Return exactly the lines that run from the one with "longest > LONG_EXAMPLE" to the last line of the entries below, both included, and nothing else.

[Stored items]
>>>>>

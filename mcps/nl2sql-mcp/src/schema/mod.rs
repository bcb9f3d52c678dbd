//! M-Schema: the schema description handed to the LLM
//!
//! An [`MSchema`] holds tables, fields, foreign keys and sampled example
//! values, and renders them into a compact, deterministic text form:
//!
//! ```text
//! 【DB_ID】 shop
//! 【Schema】
//! # Table: orders
//! [
//! (id:INTEGER, Primary Key, Examples: [1, 2, 3]),
//! (customer_id:INTEGER, Examples: [7, 9])
//! ]
//! 【Foreign keys】
//! orders.customer_id=customers.id
//! ```

pub mod examples;
pub mod loader;

use std::path::Path;

use serde::{Deserialize, Serialize};

use crate::error::Result;

pub use loader::{load_mschema, LoadOptions};

/// Column types for which only a single example is shown
const TEMPORAL_TYPES: [&str; 4] = ["DATE", "TIME", "DATETIME", "TIMESTAMP"];

/// Examples longer than this are shown one at a time
const LONG_EXAMPLE: usize = 20;

/// Examples longer than this are not shown at all
const HUGE_EXAMPLE: usize = 50;

/// Serializable schema model
#[derive(Debug, Clone, Default, PartialEq, Serialize, Deserialize)]
pub struct MSchema {
    pub db_id: String,
    pub schema: Option<String>,
    pub tables: Vec<Table>,
}

#[derive(Debug, Clone, Default, PartialEq, Serialize, Deserialize)]
pub struct Table {
    pub name: String,
    #[serde(default)]
    pub comment: String,
    pub fields: Vec<Field>,
    #[serde(default)]
    pub foreign_keys: Vec<ForeignKey>,
}

#[derive(Debug, Clone, Default, PartialEq, Serialize, Deserialize)]
pub struct Field {
    pub name: String,
    #[serde(rename = "type")]
    pub field_type: String,
    pub nullable: bool,
    pub primary_key: bool,
    pub autoincrement: bool,
    pub default: Option<String>,
    #[serde(default)]
    pub comment: String,
    #[serde(default)]
    pub examples: Vec<String>,
}

/// `table.column` -> `referred_table.referred_column`
#[derive(Debug, Clone, PartialEq, Serialize, Deserialize)]
pub struct ForeignKey {
    pub column: String,
    pub referred_schema: Option<String>,
    pub referred_table: String,
    pub referred_column: String,
}

/// Rendering switches for [`MSchema::to_mschema`]
#[derive(Debug, Clone)]
pub struct MSchemaOptions {
    /// Only these tables (case-insensitive); all when `None`
    pub selected_tables: Option<Vec<String>>,
    /// Only these `table.column` entries (case-insensitive); all when `None`
    pub selected_columns: Option<Vec<String>>,
    pub example_num: usize,
    /// Keep type parameters such as `VARCHAR(255)`
    pub show_type_detail: bool,
}

impl Default for MSchemaOptions {
    fn default() -> Self {
        Self {
            selected_tables: None,
            selected_columns: None,
            example_num: 3,
            show_type_detail: true,
        }
    }
}

impl MSchema {
    pub fn new(db_id: impl Into<String>, schema: Option<String>) -> Self {
        Self {
            db_id: db_id.into(),
            schema,
            tables: Vec::new(),
        }
    }

    pub fn table(&self, name: &str) -> Option<&Table> {
        self.tables.iter().find(|t| t.name == name)
    }

    fn table_mut(&mut self, name: &str) -> Option<&mut Table> {
        self.tables.iter_mut().find(|t| t.name == name)
    }

    /// Add a table, replacing any previous table of the same name
    pub fn add_table(&mut self, name: impl Into<String>, comment: Option<String>) {
        let name = name.into();
        let table = Table {
            name: name.clone(),
            comment: comment.unwrap_or_default(),
            fields: Vec::new(),
            foreign_keys: Vec::new(),
        };
        match self.table_mut(&name) {
            Some(existing) => *existing = table,
            None => self.tables.push(table),
        }
    }

    /// Append a field to an existing table; ignored for unknown tables
    pub fn add_field(&mut self, table: &str, field: Field) {
        if let Some(t) = self.table_mut(table) {
            t.fields.push(field);
        }
    }

    pub fn add_foreign_key(&mut self, table: &str, key: ForeignKey) {
        if let Some(t) = self.table_mut(table) {
            t.foreign_keys.push(key);
        }
    }

    /// Render the whole model as M-Schema text
    pub fn to_mschema(&self, options: &MSchemaOptions) -> String {
        let selected_tables = lowercase(&options.selected_tables);
        let selected_columns = lowercase(&options.selected_columns);
        let table_selected = |name: &str| {
            selected_tables
                .as_ref()
                .is_none_or(|s| s.contains(&name.to_lowercase()))
        };

        let mut output = vec![format!("【DB_ID】 {}", self.db_id), "【Schema】".to_string()];

        for table in self.tables.iter().filter(|t| table_selected(&t.name)) {
            output.push(self.render_table(table, selected_columns.as_deref(), options));
        }

        if self.tables.iter().any(|t| !t.foreign_keys.is_empty()) {
            output.push("【Foreign keys】".to_string());
            for table in &self.tables {
                for fk in &table.foreign_keys {
                    let same_schema = fk.referred_schema.is_none()
                        || fk.referred_schema.as_deref() == self.schema.as_deref();
                    if same_schema && table_selected(&table.name) && table_selected(&fk.referred_table)
                    {
                        output.push(format!(
                            "{}.{}={}.{}",
                            table.name, fk.column, fk.referred_table, fk.referred_column
                        ));
                    }
                }
            }
        }

        output.join("\n")
    }

    fn render_table(
        &self,
        table: &Table,
        selected_columns: Option<&[String]>,
        options: &MSchemaOptions,
    ) -> String {
        let qualified = match self.schema.as_deref() {
            Some(schema) if !schema.is_empty() => format!("{}.{}", schema, table.name),
            _ => table.name.clone(),
        };
        let header = if table.comment.trim().is_empty() {
            format!("# Table: {}", qualified)
        } else {
            format!("# Table: {}, {}", qualified, table.comment.trim())
        };

        let field_lines: Vec<String> = table
            .fields
            .iter()
            .filter(|f| {
                selected_columns.is_none_or(|cols| {
                    cols.contains(&format!("{}.{}", table.name, f.name).to_lowercase())
                })
            })
            .map(|f| render_field(f, options))
            .collect();

        format!("{}\n[\n{}\n]", header, field_lines.join(",\n"))
    }

    /// Write the model as pretty JSON
    pub fn dump(&self, path: impl AsRef<Path>) -> Result<()> {
        let json = serde_json::to_string_pretty(self)?;
        std::fs::write(path, json)?;
        Ok(())
    }

    /// Read a model written by [`MSchema::dump`]
    pub fn load(path: impl AsRef<Path>) -> Result<Self> {
        let json = std::fs::read_to_string(path)?;
        Ok(serde_json::from_str(&json)?)
    }
}

fn render_field(field: &Field, options: &MSchemaOptions) -> String {
    let field_type = if options.show_type_detail {
        field.field_type.as_str()
    } else {
        field.field_type.split('(').next().unwrap_or_default()
    };
    let field_type = field_type.trim().to_uppercase();

    let mut line = format!("({}:{}", field.name, field_type);
    if !field.comment.trim().is_empty() {
        line.push_str(", ");
        line.push_str(field.comment.trim());
    }
    if field.primary_key {
        line.push_str(", Primary Key");
    }

    let examples = displayed_examples(&field.examples, &field_type, options.example_num);
    if !examples.is_empty() {
        line.push_str(&format!(", Examples: [{}]", examples.join(", ")));
    }

    line.push(')');
    line
}

fn displayed_examples<'a>(examples: &'a [String], field_type: &str, example_num: usize) -> Vec<&'a str> {
    let mut shown: Vec<&str> = examples
        .iter()
        .map(String::as_str)
        .take(example_num)
        .collect();
    if shown.is_empty() {
        return shown;
    }

    let longest = shown.iter().map(|s| s.chars().count()).max().unwrap_or(0);
    if TEMPORAL_TYPES.contains(&field_type) {
        shown.truncate(1);
    } else if longest > HUGE_EXAMPLE {
        shown.clear();
    } else if longest > LONG_EXAMPLE {
        shown.truncate(1);
    }
    shown
}

fn lowercase(names: &Option<Vec<String>>) -> Option<Vec<String>> {
    names
        .as_ref()
        .map(|v| v.iter().map(|s| s.to_lowercase()).collect())
}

<<<<<

→ TASK RESPONSE:
    } else if longest > LONG_EXAMPLE {
        shown.truncate(1);
    }
    shown
}

fn lowercase(names: &Option<Vec<String>>) -> Option<Vec<String>> {
    names
        .as_ref()
        .map(|v| v.iter().map(|s| s.to_lowercase()).collect())
}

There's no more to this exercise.